Bariatric operations are classified according to the mechanism of action into:

  1. Restrictive operations: This group of operations works mainly by limiting the food reservoir, which limits food intake. Rapid food passage occurs in some of these operations. This, when present, acts as a 2ry mechanism. (Lap. Band. Sleeve gastrectomy).
  2.  Malabsorptive operations (Biliopancreatic diversion): Here, the main mechanism of action is to induce malabsorption through short-circuiting of the food passage via “bypassing” a variable length of the small intestine.
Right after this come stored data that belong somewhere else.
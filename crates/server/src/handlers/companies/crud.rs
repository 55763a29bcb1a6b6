use axum::extract::{Path as AxumPath, State};
use axum::http::{HeaderMap, StatusCode};

use crate::app_state::AppState;
use crate::auth::require_admin;
use crate::extract::Json;
use crate::errors::{map_db_error, ServerError};
use crate::models::{CompanyRequest, CompanyRow};
use crate::validate::{require_field, validate_company_status, validate_compliance_status};

fn validate_company(payload: &CompanyRequest) -> Result<(), ServerError> {
    require_field(&payload.name, "name required")?;
    require_field(&payload.registration_number, "registration number required")?;
    require_field(&payload.registration_date, "registration date required")?;
    if let Some(status) = payload.status.as_deref() {
        validate_company_status(status)?;
    }
    if let Some(status) = payload.compliance_status.as_deref() {
        validate_compliance_status(status)?;
    }
    if let Some(capital) = payload.nominal_capital {
        if capital < 0.0 {
            return Err(ServerError::new(
                StatusCode::BAD_REQUEST,
                "nominal capital cannot be negative",
            ));
        }
    }
    if let Some(shares) = payload.shares_issued {
        if shares < 0 {
            return Err(ServerError::new(
                StatusCode::BAD_REQUEST,
                "shares issued cannot be negative",
            ));
        }
    }
    Ok(())
}

async fn fetch_company(state: &AppState, company_id: i64) -> Result<CompanyRow, ServerError> {
    sqlx::query_as::<_, CompanyRow>(
        "SELECT id, name, registration_number, registration_date, status, company_type, \
         description, industry_classification, nature_of_business, nominal_capital, \
         shares_issued, share_value, compliance_status, created_at, updated_at \
         FROM companies WHERE id = ?1",
    )
    .bind(company_id)
    .fetch_optional(&state.db)
    .await
    .map_err(ServerError::internal)?
    .ok_or_else(|| ServerError::new(StatusCode::NOT_FOUND, "company not found"))
}

pub async fn create_company(
    State(state): State<AppState>,
    headers: HeaderMap,
    Json(payload): Json<CompanyRequest>,
) -> Result<(StatusCode, Json<CompanyRow>), ServerError> {
    require_admin(&state, &headers).await?;
    validate_company(&payload)?;

    let result = sqlx::query(
        "INSERT INTO companies (name, registration_number, registration_date, status, \
         company_type, description, industry_classification, nature_of_business, \
         nominal_capital, shares_issued, share_value, compliance_status, created_at, updated_at) \
         VALUES (?1, ?2, ?3, COALESCE(?4, 'ACTIVE'), ?5, ?6, ?7, ?8, ?9, ?10, ?11, ?12, \
         datetime('now'), datetime('now'))",
    )
    .bind(payload.name.trim())
    .bind(payload.registration_number.trim())
    .bind(payload.registration_date.trim())
    .bind(&payload.status)
    .bind(&payload.company_type)
    .bind(&payload.description)
    .bind(&payload.industry_classification)
    .bind(&payload.nature_of_business)
    .bind(payload.nominal_capital)
    .bind(payload.shares_issued)
    .bind(payload.share_value)
    .bind(&payload.compliance_status)
    .execute(&state.db)
    .await
    .map_err(|e| map_db_error(e, "registration number already exists"))?;

    let company = fetch_company(&state, result.last_insert_rowid()).await?;
    tracing::info!(company_id = company.id, "company created");
    Ok((StatusCode::CREATED, Json(company)))
}

pub async fn update_company(
    State(state): State<AppState>,
    headers: HeaderMap,
    AxumPath(company_id): AxumPath<i64>,
    Json(payload): Json<CompanyRequest>,
) -> Result<Json<CompanyRow>, ServerError> {
    require_admin(&state, &headers).await?;
    validate_company(&payload)?;

    let result = sqlx::query(
        "UPDATE companies SET name = ?1, registration_number = ?2, registration_date = ?3, \
         status = COALESCE(?4, status), company_type = ?5, description = ?6, \
         industry_classification = ?7, nature_of_business = ?8, nominal_capital = ?9, \
         shares_issued = ?10, share_value = ?11, compliance_status = ?12, \
         updated_at = datetime('now') WHERE id = ?13",
    )
    .bind(payload.name.trim())
    .bind(payload.registration_number.trim())
    .bind(payload.registration_date.trim())
    .bind(&payload.status)
    .bind(&payload.company_type)
    .bind(&payload.description)
    .bind(&payload.industry_classification)
    .bind(&payload.nature_of_business)
    .bind(payload.nominal_capital)
    .bind(payload.shares_issued)
    .bind(payload.share_value)
    .bind(&payload.compliance_status)
    .bind(company_id)
    .execute(&state.db)
    .await
    .map_err(|e| map_db_error(e, "registration number already exists"))?;

    if result.rows_affected() == 0 {
        return Err(ServerError::new(StatusCode::NOT_FOUND, "company not found"));
    }

    let company = fetch_company(&state, company_id).await?;
    Ok(Json(company))
}

pub async fn delete_company(
    State(state): State<AppState>,
    headers: HeaderMap,
    AxumPath(company_id): AxumPath<i64>,
) -> Result<StatusCode, ServerError> {
    require_admin(&state, &headers).await?;

    let result = sqlx::query("DELETE FROM companies WHERE id = ?1")
        .bind(company_id)
        .execute(&state.db)
        .await
        .map_err(ServerError::internal)?;

    if result.rows_affected() == 0 {
        return Err(ServerError::new(StatusCode::NOT_FOUND, "company not found"));
    }

    tracing::info!(company_id, "company deleted");
    Ok(StatusCode::NO_CONTENT)
}
use serde::{Deserialize, Serialize};

// Auth / users

#[derive(Debug, Clone, Serialize, sqlx::FromRow)]
pub struct AuthUser {
    pub id: i64,
    pub email: String,
    pub name: Option<String>,
    pub is_admin: bool,
}

#[derive(Debug, Deserialize)]
pub struct LoginRequest {
    pub email: String,
    pub password: String,
}

#[derive(Debug, Deserialize)]
pub struct CreateUserRequest {
    pub email: String,
    pub name: Option<String>,
    pub password: String,
    #[serde(default)]
    pub is_admin: bool,
}

#[derive(Debug, Deserialize)]
pub struct PasswordChangeRequest {
    pub current_password: String,
    pub new_password: String,
}

// Companies

#[derive(Debug, Serialize, sqlx::FromRow)]
pub struct CompanyRow {
    pub id: i64,
    pub name: String,
    pub registration_number: String,
    pub registration_date: String,
    pub status: String,
    pub company_type: Option<String>,
    pub description: Option<String>,
    pub industry_classification: Option<String>,
    pub nature_of_business: Option<String>,
    pub nominal_capital: Option<f64>,
    pub shares_issued: Option<i64>,
    pub share_value: Option<f64>,
    pub compliance_status: Option<String>,
    pub created_at: String,
    pub updated_at: String,
}

#[derive(Debug, Serialize, sqlx::FromRow)]
pub struct CompanySummary {
    pub id: i64,
    pub name: String,
    pub registration_number: String,
    pub registration_date: String,
    pub status: String,
}

#[derive(Debug, Serialize)]
pub struct CompanyDetail {
    #[serde(flatten)]
    pub company: CompanyRow,
    pub directors: Vec<DirectorRow>,
    pub shareholders: Vec<ShareholderRow>,
    pub addresses: Vec<AddressRow>,
    pub contacts: Vec<ContactRow>,
}

/// Whole-object company payload, shared by create and update. Every field
/// submitted replaces the stored value; there are no partial-patch semantics.
#[derive(Debug, Deserialize)]
pub struct CompanyRequest {
    pub name: String,
    pub registration_number: String,
    pub registration_date: String,
    pub status: Option<String>,
    pub company_type: Option<String>,
    pub description: Option<String>,
    pub industry_classification: Option<String>,
    pub nature_of_business: Option<String>,
    pub nominal_capital: Option<f64>,
    pub shares_issued: Option<i64>,
    pub share_value: Option<f64>,
    pub compliance_status: Option<String>,
}

#[derive(Debug, Deserialize)]
pub struct CompanyListQuery {
    pub limit: Option<u32>,
    pub offset: Option<u32>,
    pub status: Option<String>,
}

#[derive(Debug, Serialize)]
pub struct CompanyListResponse {
    pub total: i64,
    pub companies: Vec<CompanySummary>,
}

// Search

#[derive(Debug, Deserialize)]
pub struct SearchQuery {
    pub q: Option<String>,
}

#[derive(Debug, Serialize)]
pub struct SearchHit {
    #[serde(flatten)]
    pub company: CompanySummary,
    pub directors: Vec<DirectorRow>,
}

#[derive(Debug, Serialize)]
pub struct SearchResponse {
    pub query: String,
    pub count: usize,
    pub results: Vec<SearchHit>,
}

#[derive(Debug, Serialize, sqlx::FromRow)]
pub struct QuickSearchHit {
    pub id: i64,
    pub name: String,
    pub registration_number: String,
}

#[derive(Debug, Serialize)]
pub struct QuickSearchResponse {
    pub results: Vec<QuickSearchHit>,
}

#[derive(Debug, Serialize)]
pub struct GlobalSearchResult {
    pub id: i64,
    #[serde(rename = "type")]
    pub kind: String,
    pub title: String,
    pub subtitle: Option<String>,
    pub url: String,
}

// Child records

#[derive(Debug, Serialize, sqlx::FromRow)]
pub struct DirectorRow {
    pub id: i64,
    pub company_id: i64,
    pub name: String,
    pub role: Option<String>,
    pub nationality: Option<String>,
    pub appointment_date: Option<String>,
    pub shares: Option<i64>,
}

#[derive(Debug, Deserialize)]
pub struct DirectorRequest {
    pub name: String,
    pub role: Option<String>,
    pub nationality: Option<String>,
    pub appointment_date: Option<String>,
    pub shares: Option<i64>,
}

#[derive(Debug, Serialize, sqlx::FromRow)]
pub struct ShareholderRow {
    pub id: i64,
    pub company_id: i64,
    pub name: String,
    pub percentage: f64,
    pub shares: Option<i64>,
}

#[derive(Debug, Deserialize)]
pub struct ShareholderRequest {
    pub name: String,
    pub percentage: f64,
    pub shares: Option<i64>,
}

#[derive(Debug, Serialize, sqlx::FromRow)]
pub struct FinancialRow {
    pub id: i64,
    pub company_id: i64,
    pub year: i64,
    pub revenue: Option<f64>,
    pub profit: Option<f64>,
    pub employee_count: Option<i64>,
}

#[derive(Debug, Deserialize)]
pub struct FinancialRequest {
    pub year: i64,
    pub revenue: Option<f64>,
    pub profit: Option<f64>,
    pub employee_count: Option<i64>,
}

#[derive(Debug, Serialize, sqlx::FromRow)]
pub struct TenderRow {
    pub id: i64,
    pub company_id: i64,
    pub project_name: String,
    pub amount: Option<f64>,
    pub award_date: Option<String>,
    pub status: Option<String>,
    pub government_entity: Option<String>,
}

#[derive(Debug, Deserialize)]
pub struct TenderRequest {
    pub project_name: String,
    pub amount: Option<f64>,
    pub award_date: Option<String>,
    pub status: Option<String>,
    pub government_entity: Option<String>,
}

#[derive(Debug, Serialize, sqlx::FromRow)]
pub struct EncumbranceRow {
    pub id: i64,
    pub company_id: i64,
    pub kind: String,
    pub amount: f64,
    pub registered_date: Option<String>,
    pub status: Option<String>,
}

#[derive(Debug, Deserialize)]
pub struct EncumbranceRequest {
    pub kind: String,
    pub amount: f64,
    pub registered_date: Option<String>,
    pub status: Option<String>,
}

#[derive(Debug, Serialize, sqlx::FromRow)]
pub struct AddressRow {
    pub id: i64,
    pub company_id: i64,
    pub street: String,
    pub city: String,
    pub country: String,
    pub postal_code: Option<String>,
}

#[derive(Debug, Deserialize)]
pub struct AddressRequest {
    pub street: String,
    pub city: String,
    pub country: String,
    pub postal_code: Option<String>,
}

#[derive(Debug, Serialize, sqlx::FromRow)]
pub struct ContactRow {
    pub id: i64,
    pub company_id: i64,
    pub name: String,
    pub role: String,
    pub email: Option<String>,
    pub phone: Option<String>,
    pub is_primary: bool,
}

#[derive(Debug, Deserialize)]
pub struct ContactRequest {
    pub name: String,
    pub role: String,
    pub email: Option<String>,
    pub phone: Option<String>,
    #[serde(default)]
    pub is_primary: bool,
}

// People / network

#[derive(Debug, Serialize)]
pub struct PersonCompaniesResponse {
    pub companies: Vec<CompanySummary>,
}

#[derive(Debug, Serialize)]
pub struct NetworkNode {
    pub id: String,
    pub label: String,
    pub kind: String,
}

#[derive(Debug, Serialize)]
pub struct NetworkLink {
    pub source: String,
    pub target: String,
    pub relationship: String,
}

#[derive(Debug, Serialize)]
pub struct NetworkResponse {
    pub nodes: Vec<NetworkNode>,
    pub links: Vec<NetworkLink>,
}

// Admin

#[derive(Debug, Serialize, sqlx::FromRow)]
pub struct ActivityPoint {
    pub date: String,
    pub companies: i64,
}

#[derive(Debug, Serialize)]
pub struct StatsResponse {
    pub total_companies: i64,
    pub active_companies: i64,
    pub total_tenders: i64,
    pub total_encumbrances: i64,
    pub recent_activity: Vec<ActivityPoint>,
}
All these operations also have a restrictive action added to them.
  3. Combination: In which we combine restrictive and malabsorptive operations to achieve the most benefits. Roux-en-Y gastric bypass. Single anastomosis gastric bypass.

Adjustable silastic gastric banding (lapBand)

An inflatable balloon within the band orifice can be adjusted via a reservoir under the skin. Average weight loss is 50% of the excess weight. It has the advantages of not changing the nature of the gastrointestinal tract. It’s reversible, as we can remove the end. The band can be implanted laparoscopily.

Its use has decreased markedly nowadays because of the hazards associated with it: around the band infections and penetration of the band in the stomach.

Procedure:

We do small incisions in which we insert our trocars through which the instruments enter the abdomen, we see and examine the gastrointestinal tract. Then we concentrate on the stomach, insert the band through one of the trocars and put it around the stomach, there is a lock which prevents the band from slipping.

There is a tube connected to an implantable subcutaneous reservoir, which we are going to implant by a special instrument. Then we inflate the balloon of the reservoir so the orifice decreases. The food is hindered by the band and gives the sensation of early satiety.

Sleeve gastrectomy

  • Reduction in 75% of excess weight.
  • As effective as RYGBP.
  • Technically easy.
  • Low mortality, 0.05% but is associated with some complications.

Procedure:

In this operation, we reduce the size of the stomach to a sleeve starting from the angle of his till about 6-8 cm from the pyloric ring by a series of stables. This is stabular device which is passing through the orifices of the laparoscopic equipment and then we start cutting this part of stomach.

We do small incisions in which we insert our trocars through which the instruments enter the abdomen, we explore the abdomen. The stomach is distended to 1500mm, and by the operation, it is reduced to 150mm so the amount of food needed to reach satiety is much less.

Advantages

Laparoscopic sleeve gastrectomy does not involve malabsorption, abnormal tracts, blind tracts, or the placement of a foreign body.

Complications of the operation

  • Suture link leak.
  • Bleeding.
  • Dilatation of gastric remnants. It doesn’t happen till now. We do not see this dilatation but we can observe after 3 or 4 years, the patient regains his appetite again.